TRY IT:
Give again, word for word, every line in the entries below from the line with "only a fallback" up to and including the line with "use axum_extra::extract::CookieJar;", and no other line.

PROVIDED MATERIAL:
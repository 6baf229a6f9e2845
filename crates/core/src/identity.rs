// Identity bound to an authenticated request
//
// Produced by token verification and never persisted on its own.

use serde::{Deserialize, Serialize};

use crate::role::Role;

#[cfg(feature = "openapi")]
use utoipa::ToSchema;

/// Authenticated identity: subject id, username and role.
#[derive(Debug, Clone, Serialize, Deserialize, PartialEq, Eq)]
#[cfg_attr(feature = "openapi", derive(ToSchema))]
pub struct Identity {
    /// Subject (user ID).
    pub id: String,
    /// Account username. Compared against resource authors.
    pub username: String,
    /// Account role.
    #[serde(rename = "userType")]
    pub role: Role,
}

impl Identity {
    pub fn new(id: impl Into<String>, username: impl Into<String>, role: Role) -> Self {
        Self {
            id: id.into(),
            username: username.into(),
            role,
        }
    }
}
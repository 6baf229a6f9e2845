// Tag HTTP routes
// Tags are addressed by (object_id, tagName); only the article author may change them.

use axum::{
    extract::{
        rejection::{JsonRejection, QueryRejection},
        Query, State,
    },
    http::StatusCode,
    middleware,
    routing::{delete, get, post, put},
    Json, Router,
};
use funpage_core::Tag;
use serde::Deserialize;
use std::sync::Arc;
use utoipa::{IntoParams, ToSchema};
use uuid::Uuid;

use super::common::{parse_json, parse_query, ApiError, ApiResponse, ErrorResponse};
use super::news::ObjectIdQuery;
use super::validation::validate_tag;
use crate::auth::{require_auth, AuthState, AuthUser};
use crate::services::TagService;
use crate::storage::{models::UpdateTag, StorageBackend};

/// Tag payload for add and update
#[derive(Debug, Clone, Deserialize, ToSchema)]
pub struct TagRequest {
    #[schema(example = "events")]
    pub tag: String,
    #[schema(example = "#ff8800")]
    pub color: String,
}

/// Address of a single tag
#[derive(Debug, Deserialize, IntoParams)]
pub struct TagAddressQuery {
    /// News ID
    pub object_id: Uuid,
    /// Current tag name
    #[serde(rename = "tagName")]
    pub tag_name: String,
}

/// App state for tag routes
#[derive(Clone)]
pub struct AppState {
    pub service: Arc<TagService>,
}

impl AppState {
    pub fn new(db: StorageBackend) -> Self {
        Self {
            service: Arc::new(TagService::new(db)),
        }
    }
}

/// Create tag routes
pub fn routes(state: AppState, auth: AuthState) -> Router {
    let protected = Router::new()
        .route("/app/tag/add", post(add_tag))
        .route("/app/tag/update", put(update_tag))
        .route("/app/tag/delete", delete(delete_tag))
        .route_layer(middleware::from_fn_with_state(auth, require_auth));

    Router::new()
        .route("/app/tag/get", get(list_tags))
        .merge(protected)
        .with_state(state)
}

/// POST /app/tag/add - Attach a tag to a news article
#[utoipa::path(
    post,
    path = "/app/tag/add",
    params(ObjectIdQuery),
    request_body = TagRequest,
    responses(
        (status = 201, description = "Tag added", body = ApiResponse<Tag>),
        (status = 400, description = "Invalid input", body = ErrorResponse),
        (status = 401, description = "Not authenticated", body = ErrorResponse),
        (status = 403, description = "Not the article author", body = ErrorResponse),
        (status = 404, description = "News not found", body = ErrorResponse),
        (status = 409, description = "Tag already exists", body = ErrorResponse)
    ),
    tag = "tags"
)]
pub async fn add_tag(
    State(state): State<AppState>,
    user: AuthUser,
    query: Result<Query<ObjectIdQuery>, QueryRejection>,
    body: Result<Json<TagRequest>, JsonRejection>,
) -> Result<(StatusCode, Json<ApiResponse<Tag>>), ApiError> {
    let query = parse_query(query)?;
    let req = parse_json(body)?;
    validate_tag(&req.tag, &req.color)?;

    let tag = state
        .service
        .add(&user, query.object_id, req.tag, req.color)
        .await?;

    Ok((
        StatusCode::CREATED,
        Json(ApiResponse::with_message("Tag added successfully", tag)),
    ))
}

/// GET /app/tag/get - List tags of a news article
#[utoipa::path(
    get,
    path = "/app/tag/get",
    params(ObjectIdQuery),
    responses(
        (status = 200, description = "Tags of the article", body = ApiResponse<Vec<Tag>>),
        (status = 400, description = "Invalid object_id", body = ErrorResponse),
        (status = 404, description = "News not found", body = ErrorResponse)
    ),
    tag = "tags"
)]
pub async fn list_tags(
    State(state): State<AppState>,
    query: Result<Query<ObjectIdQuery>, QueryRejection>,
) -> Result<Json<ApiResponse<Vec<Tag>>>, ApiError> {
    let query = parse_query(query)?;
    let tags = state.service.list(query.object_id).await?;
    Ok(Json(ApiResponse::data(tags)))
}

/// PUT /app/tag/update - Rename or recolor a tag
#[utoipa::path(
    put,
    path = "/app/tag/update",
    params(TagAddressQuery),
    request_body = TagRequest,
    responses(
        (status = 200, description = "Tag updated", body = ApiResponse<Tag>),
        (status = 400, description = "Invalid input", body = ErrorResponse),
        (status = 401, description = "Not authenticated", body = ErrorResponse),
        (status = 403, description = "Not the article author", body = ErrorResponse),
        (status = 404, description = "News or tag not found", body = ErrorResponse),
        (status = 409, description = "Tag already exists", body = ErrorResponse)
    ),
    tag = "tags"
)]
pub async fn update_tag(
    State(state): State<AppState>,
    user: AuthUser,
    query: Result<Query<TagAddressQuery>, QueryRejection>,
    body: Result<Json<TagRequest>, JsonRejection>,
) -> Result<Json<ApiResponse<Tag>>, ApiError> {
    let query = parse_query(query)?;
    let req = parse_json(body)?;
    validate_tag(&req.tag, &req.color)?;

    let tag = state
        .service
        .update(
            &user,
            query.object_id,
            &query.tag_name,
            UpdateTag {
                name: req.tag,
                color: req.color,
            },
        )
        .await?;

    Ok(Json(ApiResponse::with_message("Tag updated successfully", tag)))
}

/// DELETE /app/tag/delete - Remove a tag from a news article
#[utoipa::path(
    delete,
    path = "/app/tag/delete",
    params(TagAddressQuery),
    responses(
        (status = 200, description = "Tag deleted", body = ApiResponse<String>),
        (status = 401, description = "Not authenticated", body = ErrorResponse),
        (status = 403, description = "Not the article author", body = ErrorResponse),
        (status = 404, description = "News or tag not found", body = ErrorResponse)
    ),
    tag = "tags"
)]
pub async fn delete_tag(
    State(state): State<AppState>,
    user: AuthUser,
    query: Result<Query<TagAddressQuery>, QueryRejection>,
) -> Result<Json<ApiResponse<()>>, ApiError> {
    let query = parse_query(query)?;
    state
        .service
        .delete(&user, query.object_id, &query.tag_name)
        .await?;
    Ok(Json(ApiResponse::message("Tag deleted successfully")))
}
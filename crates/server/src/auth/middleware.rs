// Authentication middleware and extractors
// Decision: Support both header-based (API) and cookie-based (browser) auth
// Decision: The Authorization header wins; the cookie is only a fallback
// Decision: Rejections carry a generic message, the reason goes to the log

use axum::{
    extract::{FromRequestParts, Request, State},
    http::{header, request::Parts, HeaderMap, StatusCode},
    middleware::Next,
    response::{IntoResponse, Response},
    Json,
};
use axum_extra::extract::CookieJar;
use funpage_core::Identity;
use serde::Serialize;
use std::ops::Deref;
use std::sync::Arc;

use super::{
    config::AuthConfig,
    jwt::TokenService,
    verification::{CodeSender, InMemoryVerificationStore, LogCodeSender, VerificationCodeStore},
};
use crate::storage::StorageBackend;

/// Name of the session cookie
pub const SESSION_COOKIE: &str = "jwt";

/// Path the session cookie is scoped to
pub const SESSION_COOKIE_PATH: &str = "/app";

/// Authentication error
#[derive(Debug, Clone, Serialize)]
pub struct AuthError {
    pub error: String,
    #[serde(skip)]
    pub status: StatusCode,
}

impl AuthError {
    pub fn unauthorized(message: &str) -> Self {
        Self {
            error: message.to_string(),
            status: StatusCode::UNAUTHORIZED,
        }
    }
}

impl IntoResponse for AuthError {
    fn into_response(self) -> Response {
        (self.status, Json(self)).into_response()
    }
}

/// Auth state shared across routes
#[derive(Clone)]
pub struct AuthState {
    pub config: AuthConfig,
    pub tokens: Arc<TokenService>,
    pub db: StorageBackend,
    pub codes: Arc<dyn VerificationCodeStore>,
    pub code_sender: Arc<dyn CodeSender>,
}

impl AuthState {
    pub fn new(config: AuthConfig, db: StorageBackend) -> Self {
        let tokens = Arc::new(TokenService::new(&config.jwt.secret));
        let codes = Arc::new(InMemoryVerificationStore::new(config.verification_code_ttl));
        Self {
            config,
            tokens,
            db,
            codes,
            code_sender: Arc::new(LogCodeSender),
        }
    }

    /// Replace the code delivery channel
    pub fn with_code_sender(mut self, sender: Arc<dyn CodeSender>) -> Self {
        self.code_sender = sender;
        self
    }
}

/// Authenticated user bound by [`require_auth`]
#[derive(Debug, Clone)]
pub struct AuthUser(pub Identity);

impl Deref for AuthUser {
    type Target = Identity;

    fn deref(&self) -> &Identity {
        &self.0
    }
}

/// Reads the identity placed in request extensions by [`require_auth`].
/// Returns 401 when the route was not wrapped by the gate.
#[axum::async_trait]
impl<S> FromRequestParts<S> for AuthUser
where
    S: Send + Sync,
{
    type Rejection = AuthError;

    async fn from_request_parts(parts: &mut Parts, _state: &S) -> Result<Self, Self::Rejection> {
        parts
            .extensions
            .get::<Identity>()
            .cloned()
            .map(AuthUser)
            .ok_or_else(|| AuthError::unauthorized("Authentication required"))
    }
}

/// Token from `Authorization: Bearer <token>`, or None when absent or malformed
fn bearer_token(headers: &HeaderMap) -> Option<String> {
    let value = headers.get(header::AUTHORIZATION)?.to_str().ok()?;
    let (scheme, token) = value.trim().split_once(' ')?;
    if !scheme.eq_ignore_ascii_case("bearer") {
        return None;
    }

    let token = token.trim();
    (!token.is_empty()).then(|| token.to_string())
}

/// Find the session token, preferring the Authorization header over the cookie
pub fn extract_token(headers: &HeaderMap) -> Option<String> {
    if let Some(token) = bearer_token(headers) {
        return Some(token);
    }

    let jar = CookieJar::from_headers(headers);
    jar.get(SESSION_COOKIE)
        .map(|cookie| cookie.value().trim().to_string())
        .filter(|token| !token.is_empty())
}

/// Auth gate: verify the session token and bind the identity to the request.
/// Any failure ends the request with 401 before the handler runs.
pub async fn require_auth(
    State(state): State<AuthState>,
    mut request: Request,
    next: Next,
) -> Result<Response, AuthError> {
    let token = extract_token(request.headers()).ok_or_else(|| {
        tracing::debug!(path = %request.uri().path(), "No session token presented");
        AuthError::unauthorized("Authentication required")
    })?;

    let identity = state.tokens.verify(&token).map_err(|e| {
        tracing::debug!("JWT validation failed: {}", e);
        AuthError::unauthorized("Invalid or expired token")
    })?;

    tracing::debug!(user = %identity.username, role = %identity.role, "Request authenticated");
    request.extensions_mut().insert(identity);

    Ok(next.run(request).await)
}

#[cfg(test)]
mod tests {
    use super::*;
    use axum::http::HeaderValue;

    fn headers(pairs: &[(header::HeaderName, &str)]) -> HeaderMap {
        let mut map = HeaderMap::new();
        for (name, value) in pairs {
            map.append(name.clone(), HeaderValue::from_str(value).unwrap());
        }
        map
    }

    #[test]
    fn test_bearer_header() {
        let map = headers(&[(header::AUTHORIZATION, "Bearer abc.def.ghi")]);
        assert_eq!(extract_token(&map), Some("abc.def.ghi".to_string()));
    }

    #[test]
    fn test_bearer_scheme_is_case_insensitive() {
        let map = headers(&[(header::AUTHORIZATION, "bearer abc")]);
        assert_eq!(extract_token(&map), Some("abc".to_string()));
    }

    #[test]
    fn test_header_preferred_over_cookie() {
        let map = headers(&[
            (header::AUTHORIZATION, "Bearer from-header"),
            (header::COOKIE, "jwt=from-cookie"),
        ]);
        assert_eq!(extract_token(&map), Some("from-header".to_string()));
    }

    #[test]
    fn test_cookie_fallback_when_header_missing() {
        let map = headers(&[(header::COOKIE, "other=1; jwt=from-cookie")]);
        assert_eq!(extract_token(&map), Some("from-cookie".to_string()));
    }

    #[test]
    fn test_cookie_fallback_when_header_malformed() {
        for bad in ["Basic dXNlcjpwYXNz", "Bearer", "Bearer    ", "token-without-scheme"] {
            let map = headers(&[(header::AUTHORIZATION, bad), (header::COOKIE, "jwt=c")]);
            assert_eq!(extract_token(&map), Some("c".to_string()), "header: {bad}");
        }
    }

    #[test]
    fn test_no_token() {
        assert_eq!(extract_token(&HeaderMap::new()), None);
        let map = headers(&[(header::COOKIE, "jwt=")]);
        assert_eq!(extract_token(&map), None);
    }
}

OUTPUT OF THE TASK:
// Decision: The Authorization header wins; the cookie is only a fallback
// Decision: Rejections carry a generic message, the reason goes to the log

use axum::{
    extract::{FromRequestParts, Request, State},
    http::{header, request::Parts, HeaderMap, StatusCode},
    middleware::Next,
    response::{IntoResponse, Response},
    Json,
};
use axum_extra::extract::CookieJar;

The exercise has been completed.